But let's take another look at music. There are certainly aspects of music that show a definite progression from less complex to more complex or from simple and limited to more ample and extensive. For example, a great deal of what we know of the music of the early Middle Ages consists of simple, one voice melodies that we call "Gregorian Chant" used by the Catholic Church:


Scholars, when discussing this or any other musical form or genre, cannot avoid using the word "development" which implies progress over time. For example, the Wikipedia article on Gregorian Chant linked to above describes it like this:
Gregorian chant developed mainly in western and central Europe during the 9th and 10th centuries, with later additions and redactions. Although popular legend credits Pope St. Gregory the Great with inventing Gregorian chant, scholars believe that it arose from a later Carolingian synthesis of Roman chant and Gallican chant.
The origins are obscure, as they are with many musical genres, but it most certainly developed over time. You could argue that the changes were not a progression in an aesthetic sense, but you could also argue that they were. Simply melodies were refined and varied and honed over time. Most of all, added to the single voice of the earlier repertoire, were additional voices to create a polyphonic texture and ways were devised to write this down. We also see a similar  progression over a larger field if we look at the technical resources of music. Without confusing notation with practice (it is certain that polyphonic, chordal choral music was sung long before it was written down), we can, by examining the history of what was written down, see a definite accretion of more and more potential resources for composers. As long as we avoid making the crude claims of a linear progression over time, I think that we can certainly see development in the history of music.

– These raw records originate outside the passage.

use std::path::Path;

use crate::{
    error::AssertionError,
    path::{ExpectedChild, PathAssert},
    snapshot::{SnapshotConfig, SnapshotOutcome},
    string::StrAssert,
};



/// Provides a `&Path` view of `self`.
pub trait AsPath {
    /// Returns `self` as a [`Path`].
    fn as_path(&self) -> &Path;
}


/// Panicking path assertions, for direct use in tests.
///
/// Implemented for everything that implements [`AsPath`]
/// (which includes all [`AsRef<Path>`] types).
///
/// Each method panics with the [`Display`](std::fmt::Display) output of the corresponding
/// [`AssertionError`], at the caller's location. See [`PathAssert`] for the
/// `Result`-returning variants and a precise description of each assertion.
pub trait AssertablePath {
    /// Asserts the path exists on the filesystem, be it a file, directory, symlink, etc.
    fn assert_exists(&self);

    /// Asserts the path does not exist on the filesystem (symlinks are not followed).
    ///
    /// On failure, the message includes the file's content if it is smaller than 16 KiB.
    fn assert_does_not_exist(&self);

    /// Asserts the path points to a file (or a symlink to one) whose text content
    /// equals `expected`, after removing the common indentation of `expected`
    /// and converting the file's line separators to `\n`.
    fn assert_has_content(&self, expected: &str);

    /// Asserts the path points to a directory (or a symlink to one) whose immediate
    /// children are exactly `expected_children`, in any order.
    ///
    /// Strings match by path suffix, paths match exactly (see [`ExpectedChild`]).
    fn assert_has_children<I>(&self, expected_children: I)
    where
        I: IntoIterator,
        I::Item: Into<ExpectedChild>;
}


/// Panicking string assertions, for direct use in tests.
///
/// Implemented for everything that implements [`AsRef<str>`].
///
/// See [`StrAssert`] for the `Result`-returning variants.
pub trait AssertableStr {
    /// Asserts the string equals the text content of the file at `file_path`
    /// (line separators are converted to `\n` on both sides).
    fn assert_equals_file_content<P>(&self, file_path: P)
    where
        P: AsRef<Path>;

    /// Asserts the string matches the snapshot at `snapshot_path`, creating the snapshot
    /// if it does not exist.
    ///
    /// Update mode is read from the environment, see [`SnapshotConfig::from_env`].
    fn assert_matches_snapshot<P>(&self, snapshot_path: P) -> SnapshotOutcome
    where
        P: AsRef<Path>;

    /// Asserts the string matches the snapshot at `snapshot_path`, creating the snapshot
    /// if it does not exist, and updating it on mismatch if `config` allows it.
    fn assert_matches_snapshot_with_config<P>(
        &self,
        snapshot_path: P,
        config: &SnapshotConfig,
    ) -> SnapshotOutcome
    where
        P: AsRef<Path>;
}



/// Panics with the error's message, reporting the location of the original caller.
#[track_caller]
fn unwrap_assertion<T>(result: Result<T, AssertionError>) -> T {
    match result {
        Ok(value) => value,
        Err(error) => panic!("{}", error),
    }
}


/// Blanket implements `AsPath` for all `AsRef<Path>`s.
impl<P> AsPath for P
where
    P: AsRef<Path> + ?Sized,
{
    fn as_path(&self) -> &Path {
        self.as_ref()
    }
}


/// Blanket implementation of [`AssertablePath`] for all items
/// that implement [`AsPath`].
impl<A> AssertablePath for A
where
    A: AsPath + ?Sized,
{
    #[track_caller]
    fn assert_exists(&self) {
        unwrap_assertion(PathAssert::new(self.as_path()).exists());
    }

    #[track_caller]
    fn assert_does_not_exist(&self) {
        unwrap_assertion(PathAssert::new(self.as_path()).does_not_exist());
    }

    #[track_caller]
    fn assert_has_content(&self, expected: &str) {
        unwrap_assertion(PathAssert::new(self.as_path()).has_content(expected));
    }

    #[track_caller]
    fn assert_has_children<I>(&self, expected_children: I)
    where
        I: IntoIterator,
        I::Item: Into<ExpectedChild>,
    {
        unwrap_assertion(PathAssert::new(self.as_path()).has_children(expected_children));
    }
}


/// Blanket implementation of [`AssertableStr`] for all `AsRef<str>`s.
impl<S> AssertableStr for S
where
    S: AsRef<str> + ?Sized,
{
    #[track_caller]
    fn assert_equals_file_content<P>(&self, file_path: P)
    where
        P: AsRef<Path>,
    {
        unwrap_assertion(StrAssert::new(self.as_ref()).is_equal_to_file_content(file_path));
    }

    #[track_caller]
    fn assert_matches_snapshot<P>(&self, snapshot_path: P) -> SnapshotOutcome
    where
        P: AsRef<Path>,
    {
        self.assert_matches_snapshot_with_config(snapshot_path, &SnapshotConfig::from_env())
    }

    #[track_caller]
    fn assert_matches_snapshot_with_config<P>(
        &self,
        snapshot_path: P,
        config: &SnapshotConfig,
    ) -> SnapshotOutcome
    where
        P: AsRef<Path>,
    {
        unwrap_assertion(StrAssert::new(self.as_ref()).matches_snapshot(snapshot_path, config))
    }
}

What I mean by "crude claims of a linear progression" is the obviously erroneous idea that music written in 1800 is always better than music written in 1700. Absurdities like this are why it is often said that there is no progress in music. But if we fine-tune it a bit, we might say something like in 1800 composers commonly used a wider harmonic palette than composers did in 1700. This is obviously true. While there are some interesting eccentricities like the chromatic harmony of Gesualdo, in general, while there are waves back and forth, there does seem to be a progression from a more limited, consonant harmonic space to one that accepts a higher level of dissonance and more remote modulation. Again, with the recognition that the development is not linear. The late Baroque was far more likely than the Classical to use minor keys, for example, and the wild harmonic ventures of C. P. E. Bach are more extreme than those of the later Joseph Haydn.

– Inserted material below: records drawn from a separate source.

//! Assertions on filesystem paths: existence, file content and directory children.

use std::path::{Path, PathBuf};

use tracing::debug;

use crate::{
    error::AssertionError,
    file::{path_type_of, read_text_file, ContentPreview},
    paths,
    text::{compare_text, TextComparison},
};

mod children;

pub use children::ExpectedChild;
use children::ChildrenMatch;

use_enabled_fs_module!();



/// Fluent assertions on a filesystem path.
///
/// Every assertion returns `Ok(&self)` on success, so multiple assertions
/// can be chained with `?`. For panicking variants of these assertions,
/// see [`AssertablePath`](crate::AssertablePath).
///
/// ```no_run
/// # use fs_assertions::{PathAssert, AssertionError};
/// # fn main() -> Result<(), AssertionError> {
/// PathAssert::new("./output")
///     .has_children(["result.txt"])?;
///
/// PathAssert::new("./output/result.txt")
///     .has_content("done")?;
/// # Ok(())
/// # }
/// ```
#[derive(Clone, Copy, Debug)]
pub struct PathAssert<'p> {
    path: &'p Path,
}

impl<'p> PathAssert<'p> {
    /// Creates an assertion on `path`.
    pub fn new<P>(path: &'p P) -> Self
    where
        P: AsRef<Path> + ?Sized,
    {
        Self {
            path: path.as_ref(),
        }
    }

    /// Returns the path this assertion is about.
    pub fn path(&self) -> &'p Path {
        self.path
    }

    /// Asserts the path exists, be it a file, directory, or any kind of symlink
    /// (broken symlinks included).
    ///
    /// Fails with [`AssertionError::NotFound`].
    pub fn exists(&self) -> Result<&Self, AssertionError> {
        let path_type = path_type_of(self.path)?;

        if !path_type.exists() {
            return Err(AssertionError::NotFound {
                path: self.path.to_path_buf(),
                found: path_type,
            });
        }

        Ok(self)
    }

    /// Asserts the path does not exist.
    ///
    /// The check does not follow symbolic links: a symlink, even a broken one,
    /// counts as an existing path.
    ///
    /// Fails with [`AssertionError::ExistenceViolation`]. If the path leads to a file
    /// (or a symlink to one) smaller than 16 KiB, the error includes its content.
    pub fn does_not_exist(&self) -> Result<&Self, AssertionError> {
        let path_type = path_type_of(self.path)?;

        if !path_type.exists() {
            return Ok(self);
        }

        let preview = ContentPreview::capture(self.path, path_type);

        Err(AssertionError::ExistenceViolation {
            path: self.path.to_path_buf(),
            found: path_type,
            content: preview.content,
            size_bytes: preview.size_bytes,
        })
    }

    /// Asserts the path leads to a file (or a symlink to one) whose text content
    /// equals `expected`.
    ///
    /// The common indentation of `expected` is removed before comparing
    /// (see [`trim_indent`](crate::text::trim_indent)), and the line separators
    /// of the file content are converted to `\n`.
    ///
    /// Fails with [`AssertionError::NotFound`] if the path is not a file,
    /// or with [`AssertionError::ContentMismatch`] if the content differs.
    pub fn has_content(&self, expected: &str) -> Result<&Self, AssertionError> {
        self.is_equal_to(expected)
    }

    /// Same as [`Self::has_content`].
    pub fn is_equal_to(&self, expected: &str) -> Result<&Self, AssertionError> {
        let file_content = read_text_file(self.path)?;

        match compare_text(expected, &file_content) {
            TextComparison::Matches => Ok(self),
            TextComparison::Mismatch { expected, actual } => {
                Err(AssertionError::ContentMismatch {
                    path: Some(self.path.to_path_buf()),
                    expected,
                    actual,
                })
            }
        }
    }

    /// Asserts the path leads to a directory (or a symlink to one) whose
    /// immediate children are exactly `expected_children`, in any order.
    ///
    /// Each expected child is an [`ExpectedChild`]:
    /// - strings (`&str`, `String`) match any child whose full path *ends with* them,
    ///   compared component by component, and
    /// - paths (`&Path`, `PathBuf`) must be equal to a child's full path.
    ///
    /// Each child satisfies at most one expectation, so `["b.txt", "sub/b.txt"]` requires
    /// two distinct children. An empty name matches nothing.
    ///
    /// Fails with [`AssertionError::NotDirectory`] if the path is not a directory,
    /// or with [`AssertionError::SetMismatch`] if a child is missing or unexpected,
    /// or if the same expected child was provided more than once.
    pub fn has_children<I>(&self, expected_children: I) -> Result<&Self, AssertionError>
    where
        I: IntoIterator,
        I::Item: Into<ExpectedChild>,
    {
        let path_type = path_type_of(self.path)?;

        if !path_type.is_directory_or_symlink_to_directory() {
            return Err(AssertionError::NotDirectory {
                path: self.path.to_path_buf(),
                found: path_type,
            });
        }


        let expected_children: Vec<ExpectedChild> =
            expected_children.into_iter().map(Into::into).collect();
        let child_paths = self.list_children()?;

        debug!(
            directory = %paths::displayable(self.path).display(),
            children = child_paths.len(),
            expected = expected_children.len(),
            "comparing directory children"
        );


        let children_match = ChildrenMatch::compute(&child_paths, &expected_children);

        if !children_match.is_exact() {
            return Err(AssertionError::SetMismatch {
                directory_path: self.path.to_path_buf(),
                missing: children_match.missing,
                unexpected: children_match.unexpected,
                duplicated: children_match.duplicated,
            });
        }

        Ok(self)
    }

    /// Lists the immediate children of the directory, sorted by path.
    fn list_children(&self) -> Result<Vec<PathBuf>, AssertionError> {
        let map_read_error = |error| AssertionError::UnableToReadDirectory {
            directory_path: self.path.to_path_buf(),
            error,
        };

        let mut child_paths = fs::read_dir(self.path)
            .map_err(map_read_error)?
            .map(|entry_result| entry_result.map(|entry| entry.path()))
            .collect::<Result<Vec<_>, _>>()
            .map_err(map_read_error)?;

        child_paths.sort();

        Ok(child_paths)
    }
}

But while recognizing these truths, we must also see what are the unmistakable development of resources. Take meter, for example. There were certain metric devices that were common currency in the 17th and 18th centuries. An example would be hemiola that I wrote about here. This is the relatively simple, though very effective device of changing the subdivision within a measure so as to change the feeling of the beat. An example would be to write three half notes in a measure of 6/4 to change the feel to 3/2. Or you could turn two measures of 3/4 into one measure of 3/2. This was often used to set up a cadence. It is still used a lot in Spanish music. But a composer working now has an incredible range of possibilities: hemiola is still available, of course, but irregular meters like 5/4 are also in common use and then there are the complexities of meter that we find in Stravinsky, the "phasing" and other devices in the music of Steve Reich, developments of hemiola with subdivisions of 3+3+2 in Philip Glass and the much more complex metric modulation as is found in the music of Elliot Carter.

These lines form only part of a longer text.